• [PROBLEM DETAILS] Scan the entries below. Return every line that includes "impl".

[[ THE INPUT open ]]

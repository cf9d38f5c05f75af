//! Class loading: duplicate checks and inheritance flattening.
//!
//! Each class ends up with one method table. Own methods win; inherited
//! methods are added parent by parent in declaration order, so an earlier
//! parent shadows a later one. Parents are resolved depth-first before
//! their children, which also detects cycles.

use std::path::Path;

use glass_ir::{builtin_classes, ClassTable, GlassClass, GlassFunction, Name, SourceLoc};
use rustc_hash::{FxHashMap, FxHashSet};

use crate::{parse_source, ClassDecl, LoadError};

/// Accumulates parsed classes from any number of sources.
pub struct Loader {
    decls: Vec<ClassDecl>,
    builtins: bool,
}

impl Default for Loader {
    fn default() -> Self {
        Self::new()
    }
}

impl Loader {
    /// A loader that starts with the builtin classes.
    pub fn new() -> Self {
        Loader {
            decls: Vec::new(),
            builtins: true,
        }
    }

    /// A loader with no builtin classes.
    pub fn without_builtins() -> Self {
        Loader {
            decls: Vec::new(),
            builtins: false,
        }
    }

    /// Parse `source` and queue its classes.
    pub fn add_source(&mut self, file: &str, source: &str) -> Result<(), LoadError> {
        self.decls.extend(parse_source(file, source)?);
        Ok(())
    }

    /// Read and parse a file.
    pub fn add_file(&mut self, path: &Path) -> Result<(), LoadError> {
        let source = std::fs::read_to_string(path).map_err(|source| LoadError::Io {
            path: path.to_path_buf(),
            source,
        })?;
        self.add_source(&path.display().to_string(), &source)
    }

    /// Queue an already parsed class.
    pub fn add_class(&mut self, decl: ClassDecl) {
        self.decls.push(decl);
    }

    /// Validate every queued class and flatten inheritance.
    #[tracing::instrument(level = "debug", skip_all)]
    pub fn build(self) -> Result<ClassTable, LoadError> {
        let mut entries: Vec<Entry> = Vec::new();
        let mut index: FxHashMap<Name, usize> = FxHashMap::default();

        if self.builtins {
            for class in builtin_classes() {
                index.insert(class.name().clone(), entries.len());
                entries.push(Entry::builtin(&class));
            }
        }

        for decl in self.decls {
            if let Some(&first) = index.get(&decl.name) {
                return Err(LoadError::DuplicateClass {
                    name: decl.name,
                    first: entries[first].loc.clone(),
                    loc: decl.loc,
                });
            }
            check_unique_members(&decl)?;
            index.insert(decl.name.clone(), entries.len());
            entries.push(Entry::declared(decl));
        }

        let mut resolver = Resolver {
            entries,
            index,
            chain: Vec::new(),
        };
        for idx in 0..resolver.entries.len() {
            resolver.resolve(idx)?;
        }

        let table: ClassTable = resolver
            .entries
            .into_iter()
            .map(|entry| GlassClass::new(entry.name, entry.methods, entry.loc))
            .collect();
        tracing::debug!(classes = table.len(), "class table built");
        Ok(table)
    }
}

fn check_unique_members(decl: &ClassDecl) -> Result<(), LoadError> {
    let mut methods = FxHashSet::default();
    for method in &decl.methods {
        if !methods.insert(method.name()) {
            return Err(LoadError::DuplicateMethod {
                class: decl.name.clone(),
                method: method.name().clone(),
                loc: method.loc().clone(),
            });
        }
    }
    let mut parents = FxHashSet::default();
    for (parent, loc) in &decl.parents {
        if !parents.insert(parent) {
            return Err(LoadError::DuplicateParent {
                class: decl.name.clone(),
                parent: parent.clone(),
                loc: loc.clone(),
            });
        }
    }
    Ok(())
}

#[derive(Clone, Copy, PartialEq, Eq)]
enum State {
    Pending,
    InProgress,
    Done,
}

struct Entry {
    name: Name,
    parents: Vec<(Name, SourceLoc)>,
    methods: Vec<GlassFunction>,
    loc: SourceLoc,
    state: State,
}

impl Entry {
    fn builtin(class: &GlassClass) -> Self {
        Entry {
            name: class.name().clone(),
            parents: Vec::new(),
            methods: class.methods().map(|(_, func)| func.clone()).collect(),
            loc: class.loc().clone(),
            state: State::Done,
        }
    }

    fn declared(decl: ClassDecl) -> Self {
        Entry {
            name: decl.name,
            parents: decl.parents,
            methods: decl.methods,
            loc: decl.loc,
            state: State::Pending,
        }
    }

    fn has_method(&self, name: &Name) -> bool {
        self.methods.iter().any(|m| m.name() == name)
    }
}

struct Resolver {
    entries: Vec<Entry>,
    index: FxHashMap<Name, usize>,
    /// Classes currently being resolved, outermost first.
    chain: Vec<usize>,
}

impl Resolver {
    fn resolve(&mut self, idx: usize) -> Result<(), LoadError> {
        match self.entries[idx].state {
            State::Done => return Ok(()),
            State::InProgress => return Err(self.cycle(idx)),
            State::Pending => {}
        }
        self.entries[idx].state = State::InProgress;
        self.chain.push(idx);

        let parents = self.entries[idx].parents.clone();
        for (parent, loc) in parents {
            let Some(&parent_idx) = self.index.get(&parent) else {
                return Err(LoadError::UnknownParent {
                    class: self.entries[idx].name.clone(),
                    parent,
                    loc,
                });
            };
            self.resolve(parent_idx)?;

            let inherited: Vec<GlassFunction> = self.entries[parent_idx]
                .methods
                .iter()
                .filter(|m| !self.entries[idx].has_method(m.name()))
                .cloned()
                .collect();
            self.entries[idx].methods.extend(inherited);
        }

        self.chain.pop();
        self.entries[idx].state = State::Done;
        Ok(())
    }

    fn cycle(&self, idx: usize) -> LoadError {
        let start = self.chain.iter().position(|&i| i == idx).unwrap_or(0);
        let mut names: Vec<&str> = self.chain[start..]
            .iter()
            .map(|&i| self.entries[i].name.as_str())
            .collect();
        names.push(self.entries[idx].name.as_str());
        LoadError::InheritanceCycle {
            chain: names.join(" -> "),
            loc: self.entries[idx].loc.clone(),
        }
    }
}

[[ THE INPUT closed ]]

• [WRITTEN SOLUTION]
impl Default for Loader {
impl Loader {
impl Entry {
impl Resolver {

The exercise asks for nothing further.